::: Material for this exercise :::

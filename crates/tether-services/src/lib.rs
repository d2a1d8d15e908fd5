//! The tether messaging core: pub/sub, correlation, chunking,
//! connectors, peer sessions, the multi-client server and the manager.

pub mod connector;
pub mod correlator;
pub mod link;
pub mod manager;
pub mod peer;
pub mod pipeline;
pub mod pubsub;
pub mod schema;
pub mod server;
pub mod split;
pub mod transport;

#[cfg(test)]
mod testing;

pub use connector::{split_messages, Connector, DEFAULT_SPLIT_DELAY};
pub use correlator::ResponseCorrelator;
pub use link::LinkConnector;
pub use manager::Manager;
pub use peer::{PeerSession, PeerState};
pub use pipeline::InboundPipeline;
pub use pubsub::{Publisher, Subscriber};
pub use server::{new_peer_table, PeerTable, Server};
pub use split::{split_payload, SplitReassembler, DEFAULT_MAX_CHUNKS, QUOTE_MARKER};
pub use transport::{StreamTransport, Transport, DEFAULT_MAX_FRAME_LEN};
//! The transport-agnostic connector contract.
//!
//! A connector only has to know how to put one message on its transport
//! (`transmit`) and where it publishes inbound traffic (`publisher`). Unicast,
//! broadcast and split sends are built on top of those two and shared by
//! every implementation.

use std::sync::Arc;
use std::time::Duration;

use async_trait::async_trait;

use tether_core::{Message, Payload, Result, SessionId};

use crate::correlator::ResponseCorrelator;
use crate::pubsub::{Publisher, Subscriber};
use crate::split::split_payload;

/// Pause between fire-and-forget chunks of a split send.
pub const DEFAULT_SPLIT_DELAY: Duration = Duration::from_millis(50);

#[async_trait]
pub trait Connector: Send + Sync {
    /// Sender of every message this connector builds.
    fn hostname(&self) -> &str;

    /// Inbound messages addressed to this node, after reassembly.
    fn publisher(&self) -> &Publisher;

    /// Put one message on the transport. Transport failures are returned,
    /// never retried.
    async fn transmit(&self, message: &Message) -> Result<()>;

    fn split_delay(&self) -> Duration {
        DEFAULT_SPLIT_DELAY
    }

    fn subscribe(&self, subscriber: Arc<dyn Subscriber>) -> bool {
        self.publisher().subscribe(subscriber)
    }

    fn unsubscribe(&self, subscriber: &Arc<dyn Subscriber>) -> bool {
        self.publisher().unsubscribe(subscriber)
    }

    /// Transmit an already built message and collect replies.
    ///
    /// A zero timeout is fire-and-forget: no correlator is created and the
    /// result is always empty.
    async fn request(
        &self,
        message: Message,
        timeout: Duration,
        max_responses: Option<usize>,
    ) -> Result<Vec<Message>> {
        if timeout.is_zero() {
            self.transmit(&message).await?;
            return Ok(Vec::new());
        }
        let correlator = ResponseCorrelator::attach(&message, [self.publisher()]);
        self.transmit(&message).await?;
        Ok(correlator.wait(timeout, max_responses).await)
    }

    /// Send to one receiver and return its first reply, if any.
    async fn send(
        &self,
        path: &str,
        receiver: &str,
        payload: Payload,
        timeout: Duration,
    ) -> Result<Option<Message>> {
        let message = Message::new(path, self.hostname(), Some(receiver.to_string()), payload)?;
        Ok(self.request(message, timeout, Some(1)).await?.into_iter().next())
    }

    /// Send to every listener and collect replies until `max_responses` or
    /// the timeout.
    async fn broadcast(
        &self,
        path: &str,
        payload: Payload,
        timeout: Duration,
        max_responses: Option<usize>,
    ) -> Result<Vec<Message>> {
        let message = Message::new(path, self.hostname(), None, payload)?;
        self.request(message, timeout, max_responses).await
    }

    /// Send `payload` in chunks of `chunk_size` characters.
    ///
    /// All chunks but the last go out fire-and-forget, `split_delay` apart.
    /// The last one carries the timeout and its reply is the result.
    async fn send_split(
        &self,
        path: &str,
        receiver: Option<&str>,
        payload: Payload,
        chunk_size: usize,
        timeout: Duration,
    ) -> Result<Option<Message>> {
        let mut chunks = split_messages(path, self.hostname(), receiver, &payload, chunk_size)?;
        let Some(last) = chunks.pop() else {
            return Ok(None);
        };
        for chunk in &chunks {
            self.transmit(chunk).await?;
            tokio::time::sleep(self.split_delay()).await;
        }
        Ok(self.request(last, timeout, Some(1)).await?.into_iter().next())
    }
}

/// Build the chunk messages of one split send. They share a fresh session id.
pub fn split_messages(
    path: &str,
    sender: &str,
    receiver: Option<&str>,
    payload: &Payload,
    chunk_size: usize,
) -> Result<Vec<Message>> {
    let session_id = SessionId::random();
    split_payload(payload, chunk_size)?
        .into_iter()
        .map(|chunk| -> Result<Message> {
            let message =
                Message::new(path, sender, receiver.map(str::to_string), chunk.to_payload())?;
            Ok(message.with_session_id(session_id))
        })
        .collect()
}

:::

■ Task item
Transcription of all the material must be exact.

■ Solution to this task
filename crates/tether-services/src/lib.rs
repository d2a1d8d15e908fd5
//! The tether messaging core: pub/sub, correlation, chunking,
//! connectors, peer sessions, the multi-client server and the manager.

pub mod connector;
pub mod correlator;
pub mod link;
pub mod manager;
pub mod peer;
pub mod pipeline;
pub mod pubsub;
pub mod schema;
pub mod server;
pub mod split;
pub mod transport;

#[cfg(test)]
mod testing;

pub use connector::{split_messages, Connector, DEFAULT_SPLIT_DELAY};
pub use correlator::ResponseCorrelator;
pub use link::LinkConnector;
pub use manager::Manager;
pub use peer::{PeerSession, PeerState};
pub use pipeline::InboundPipeline;
pub use pubsub::{Publisher, Subscriber};
pub use server::{new_peer_table, PeerTable, Server};
pub use split::{split_payload, SplitReassembler, DEFAULT_MAX_CHUNKS, QUOTE_MARKER};
pub use transport::{StreamTransport, Transport, DEFAULT_MAX_FRAME_LEN};
//! The transport-agnostic connector contract.
//!
//! A connector only has to know how to put one message on its transport
//! (`transmit`) and where it publishes inbound traffic (`publisher`). Unicast,
//! broadcast and split sends are built on top of those two and shared by
//! every implementation.

use std::sync::Arc;
use std::time::Duration;

use async_trait::async_trait;

use tether_core::{Message, Payload, Result, SessionId};

use crate::correlator::ResponseCorrelator;
use crate::pubsub::{Publisher, Subscriber};
use crate::split::split_payload;

/// Pause between fire-and-forget chunks of a split send.
pub const DEFAULT_SPLIT_DELAY: Duration = Duration::from_millis(50);

#[async_trait]
pub trait Connector: Send + Sync {
    /// Sender of every message this connector builds.
    fn hostname(&self) -> &str;

    /// Inbound messages addressed to this node, after reassembly.
    fn publisher(&self) -> &Publisher;

    /// Put one message on the transport. Transport failures are returned,
    /// never retried.
    async fn transmit(&self, message: &Message) -> Result<()>;

    fn split_delay(&self) -> Duration {
        DEFAULT_SPLIT_DELAY
    }

    fn subscribe(&self, subscriber: Arc<dyn Subscriber>) -> bool {
        self.publisher().subscribe(subscriber)
    }

    fn unsubscribe(&self, subscriber: &Arc<dyn Subscriber>) -> bool {
        self.publisher().unsubscribe(subscriber)
    }

    /// Transmit an already built message and collect replies.
    ///
    /// A zero timeout is fire-and-forget: no correlator is created and the
    /// result is always empty.
    async fn request(
        &self,
        message: Message,
        timeout: Duration,
        max_responses: Option<usize>,
    ) -> Result<Vec<Message>> {
        if timeout.is_zero() {
            self.transmit(&message).await?;
            return Ok(Vec::new());
        }
        let correlator = ResponseCorrelator::attach(&message, [self.publisher()]);
        self.transmit(&message).await?;
        Ok(correlator.wait(timeout, max_responses).await)
    }

    /// Send to one receiver and return its first reply, if any.
    async fn send(
        &self,
        path: &str,
        receiver: &str,
        payload: Payload,
        timeout: Duration,
    ) -> Result<Option<Message>> {
        let message = Message::new(path, self.hostname(), Some(receiver.to_string()), payload)?;
        Ok(self.request(message, timeout, Some(1)).await?.into_iter().next())
    }

    /// Send to every listener and collect replies until `max_responses` or
    /// the timeout.
    async fn broadcast(
        &self,
        path: &str,
        payload: Payload,
        timeout: Duration,
        max_responses: Option<usize>,
    ) -> Result<Vec<Message>> {
        let message = Message::new(path, self.hostname(), None, payload)?;
        self.request(message, timeout, max_responses).await
    }

    /// Send `payload` in chunks of `chunk_size` characters.
    ///
    /// All chunks but the last go out fire-and-forget, `split_delay` apart.
    /// The last one carries the timeout and its reply is the result.
    async fn send_split(
        &self,
        path: &str,
        receiver: Option<&str>,
        payload: Payload,
        chunk_size: usize,
        timeout: Duration,
    ) -> Result<Option<Message>> {
        let mut chunks = split_messages(path, self.hostname(), receiver, &payload, chunk_size)?;
        let Some(last) = chunks.pop() else {
            return Ok(None);
        };
        for chunk in &chunks {
            self.transmit(chunk).await?;
            tokio::time::sleep(self.split_delay()).await;
        }
        Ok(self.request(last, timeout, Some(1)).await?.into_iter().next())
    }
}

/// Build the chunk messages of one split send. They share a fresh session id.
pub fn split_messages(
    path: &str,
    sender: &str,
    receiver: Option<&str>,
    payload: &Payload,
    chunk_size: usize,
) -> Result<Vec<Message>> {
    let session_id = SessionId::random();
    split_payload(payload, chunk_size)?
        .into_iter()
        .map(|chunk| -> Result<Message> {
            let message =
                Message::new(path, sender, receiver.map(str::to_string), chunk.to_payload())?;
            Ok(message.with_session_id(session_id))
        })
        .collect()
}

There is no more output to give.